SEAN GELAEL IS RACING AT HOME — AND INDONESIA IS READY
Sean Gelael races at GT World Challenge Asia 2026 in Mandalika — Indonesia's first GTWCA round with its only homegrown driver on the international GT3 grid.
He's finished second at Le Mans — twice. Now Sean Gelael is finally racing on Indonesian soil, and the stakes feel entirely different.
The 29-year-old Jakarta-born driver will compete at the GT World Challenge Asia 2026 Mandalika Series from May 1 to 3 at Sirkuit Internasional Pertamina Mandalika in Lombok — making him the only Indonesian driver on the grid at one of Asia's most competitive international GT3 racing events.
What Is the GT World Challenge Asia?
GT World Challenge Asia — commonly abbreviated as GTWCA — is the most competitive international GT3 motorsport championship in Asia, bringing together professional drivers from across the globe to race in high-performance production-based racing cars. The 2026 Mandalika round marks a historic first: Indonesia hosting a round of the series, with a homegrown driver leading the charge.
Think of it as the continent's answer to the Blancpain GT Series in Europe — same car class, same caliber of driver, but set against the dramatic coastal backdrop of Lombok.
Why Sean Gelael at Mandalika Matters
Sean's résumé reads like a highlight reel that most drivers spend careers chasing. He took runner-up honors in the FIA World Endurance Championship (WEC) 2021 in the LMP2 class, finished second at Le Mans 24 Hours in 2021 (LMP2), and then came back and did it again — second place at Le Mans 24 Hours 2024 in the LMGT3 class.
What makes Mandalika different isn't the competition. It's the crowd. For the first time in his professional career, Sean races with 100,000 Indonesian fans potentially within earshot of his engine note.
Racing at your home circuit sounds like an advantage. It isn't always. The pressure of national expectation has a weight that no telemetry can measure.

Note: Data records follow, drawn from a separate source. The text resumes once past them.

use super::sink::*;

use flo_canvas as canvas;
use flo_canvas::GraphicsContext;

///
/// Path sink that draws to a flo_canvas graphics context
///
/// The canvas only has cubic curves, so quadratic curves are raised to cubics. Coordinates are
/// converted to `f32` as they are sent.
///
pub struct CanvasSink<'a, Gc: GraphicsContext+?Sized> {
    gc:             &'a mut Gc,
    current_point:  (f64, f64),
    subpath_start:  (f64, f64)
}

impl<'a, Gc: GraphicsContext+?Sized> CanvasSink<'a, Gc> {
    ///
    /// Creates a sink that draws to the specified graphics context
    ///
    pub fn new(gc: &'a mut Gc) -> CanvasSink<'a, Gc> {
        CanvasSink {
            gc:             gc,
            current_point:  (0.0, 0.0),
            subpath_start:  (0.0, 0.0)
        }
    }

    #[inline]
    fn path_op(&mut self, op: canvas::PathOp) {
        self.gc.draw(canvas::Draw::Path(op));
    }
}

impl<'a, Gc: GraphicsContext+?Sized> PathSink for CanvasSink<'a, Gc> {
    fn move_to(&mut self, x: f64, y: f64) {
        self.path_op(canvas::PathOp::Move(x as f32, y as f32));
        self.current_point = (x, y);
        self.subpath_start = (x, y);
    }

    fn line_to(&mut self, x: f64, y: f64) {
        self.path_op(canvas::PathOp::Line(x as f32, y as f32));
        self.current_point = (x, y);
    }

    fn cubic_to(&mut self, c1x: f64, c1y: f64, c2x: f64, c2y: f64, x: f64, y: f64) {
        self.path_op(canvas::PathOp::BezierCurve(((c1x as f32, c1y as f32), (c2x as f32, c2y as f32)), (x as f32, y as f32)));
        self.current_point = (x, y);
    }

    fn quad_to(&mut self, cx: f64, cy: f64, x: f64, y: f64) {
        // Degree elevation: each cubic control point is 2/3 of the way from an end point to the quadratic one
        let (x0, y0)    = self.current_point;
        let c1          = (x0 + (cx-x0)*(2.0/3.0), y0 + (cy-y0)*(2.0/3.0));
        let c2          = (x + (cx-x)*(2.0/3.0), y + (cy-y)*(2.0/3.0));

        self.cubic_to(c1.0, c1.1, c2.0, c2.1, x, y);
    }

    fn close_path(&mut self) {
        self.path_op(canvas::PathOp::ClosePath);
        self.current_point = self.subpath_start;
    }
}
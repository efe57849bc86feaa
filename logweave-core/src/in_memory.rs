use crate::{
    listeners::{ListenerCollection, Subscription},
    source::{ColumnId, Level, LogEntry, LogSource, Rows, SourceError, SourceProperties},
};
use chrono::NaiveDateTime;
use std::{
    sync::{RwLock, RwLockReadGuard, RwLockWriteGuard},
    time::Duration,
};

#[derive(Default)]
struct Buffer {
    entries: Vec<LogEntry>,
    next_entry_index: usize,
    error: Option<SourceError>,
}

/// A source whose rows are pushed by the caller.
///
/// Always reports end-of-source. Used for stdin and in tests.
#[derive(Default)]
pub struct InMemoryLogSource {
    buffer: RwLock<Buffer>,
    listeners: ListenerCollection,
}

impl InMemoryLogSource {
    pub fn new() -> Self {
        Self::default()
    }

    fn read(&self) -> RwLockReadGuard<'_, Buffer> {
        self.buffer.read().unwrap_or_else(|poisoned| poisoned.into_inner())
    }

    fn write(&self) -> RwLockWriteGuard<'_, Buffer> {
        self.buffer.write().unwrap_or_else(|poisoned| poisoned.into_inner())
    }

    /// append one single-line entry
    pub fn add_entry(&self, raw: impl Into<String>, level: Level, timestamp: Option<NaiveDateTime>) {
        let count = {
            let mut buffer = self.write();
            let entry_index = buffer.next_entry_index;
            buffer.next_entry_index += 1;
            push_line(&mut buffer.entries, raw.into(), level, timestamp, entry_index);
            buffer.entries.len()
        };
        self.listeners.on_read(count);
    }

    /// append one entry spanning several lines, all sharing level and timestamp
    pub fn add_multiline_entry<I, S>(&self, lines: I, level: Level, timestamp: Option<NaiveDateTime>)
    where
        I: IntoIterator<Item = S>,
        S: Into<String>,
    {
        let count = {
            let mut buffer = self.write();
            let entry_index = buffer.next_entry_index;
            let before = buffer.entries.len();
            for line in lines {
                push_line(&mut buffer.entries, line.into(), level, timestamp, entry_index);
            }
            if buffer.entries.len() > before {
                buffer.next_entry_index += 1;
            }
            buffer.entries.len()
        };
        self.listeners.on_read(count);
    }

    /// drop every row at or after `index`
    pub fn remove_from(&self, index: usize) {
        let removed = {
            let mut buffer = self.write();
            let len = buffer.entries.len();
            if index >= len {
                return;
            }
            buffer.entries.truncate(index);
            buffer.next_entry_index = buffer
                .entries
                .last()
                .and_then(|entry| entry.entry_index)
                .map_or(0, |entry_index| entry_index + 1);
            len - index
        };
        self.listeners.invalidate(index, removed);
    }

    pub fn clear(&self) {
        {
            let mut buffer = self.write();
            buffer.entries.clear();
            buffer.next_entry_index = 0;
        }
        self.listeners.reset();
    }

    pub fn set_error(&self, error: Option<SourceError>) {
        self.write().error = error;
    }
}

fn push_line(
    entries: &mut Vec<LogEntry>,
    raw_content: String,
    level: Level,
    timestamp: Option<NaiveDateTime>,
    entry_index: usize,
) {
    let index = entries.len();
    entries.push(LogEntry {
        index: Some(index),
        original_index: Some(index),
        entry_index: Some(entry_index),
        line_number: index + 1,
        source_id: None,
        raw_content,
        level,
        timestamp,
    });
}

impl LogSource for InMemoryLogSource {
    fn count(&self) -> usize {
        self.read().entries.len()
    }

    fn subscribe(&self, max_wait: Duration, max_batch: usize) -> Subscription {
        self.listeners.subscribe(max_wait, max_batch)
    }

    fn unsubscribe(&self, subscription: &Subscription) {
        self.listeners.unsubscribe(subscription);
    }

    fn get_entries(&self, rows: Rows<'_>, columns: &[ColumnId], dest: &mut [LogEntry]) {
        let buffer = self.read();
        for (row, slot) in rows.iter().zip(dest.iter_mut()) {
            match buffer.entries.get(row) {
                Some(entry) => slot.copy_columns(entry, columns),
                None => slot.clear_columns(columns),
            }
        }
    }

    fn properties(&self) -> SourceProperties {
        let buffer = self.read();
        let timestamps = buffer.entries.iter().filter_map(|entry| entry.timestamp);
        SourceProperties {
            end_of_source_reached: true,
            error: buffer.error,
            size: buffer
                .entries
                .iter()
                .map(|entry| entry.raw_content.len() as u64 + 1)
                .sum(),
            start_timestamp: timestamps.clone().min(),
            end_timestamp: timestamps.max(),
            max_characters_per_line: buffer
                .entries
                .iter()
                .map(|entry| entry.raw_content.chars().count())
                .max()
                .unwrap_or(0),
            ..Default::default()
        }
    }
}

The Surprising Number Behind His Career
Here's something most casual fans miss: Le Mans is a 24-hour race covering over 5,000 kilometers. Finishing second — twice, in two different car classes — puts Sean in rare company globally, let alone in Southeast Asia. No other Indonesian driver has stood on that podium.
Who Is Backing Sean at Mandalika?
Sean enters the Mandalika round as Brand Ambassador for Pertamax Turbo and SPBU Pertamina, Indonesia's national energy brands. His racing suit — white with red Pertamina Fastron and Pertamax Turbo livery — is essentially a moving Indonesian flag at 200km/h.
The partnership isn't just commercial. It signals a broader push by Indonesian national brands to associate themselves with elite international sport, not just domestic sponsorships.
What to Expect on Race Weekend
Mandalika's 4.3km circuit was designed with international motorsport in mind — wide run-off areas, elevation changes, and a long straight that suits the raw power of GT3 machinery. The smell of race fuel and burned rubber over Lombok's humid air will greet spectators from the moment they walk in.
For Sean, the circuit is familiar enough from MotoGP broadcasts. Racing it in a Ferrari-class GT3 car is something else entirely.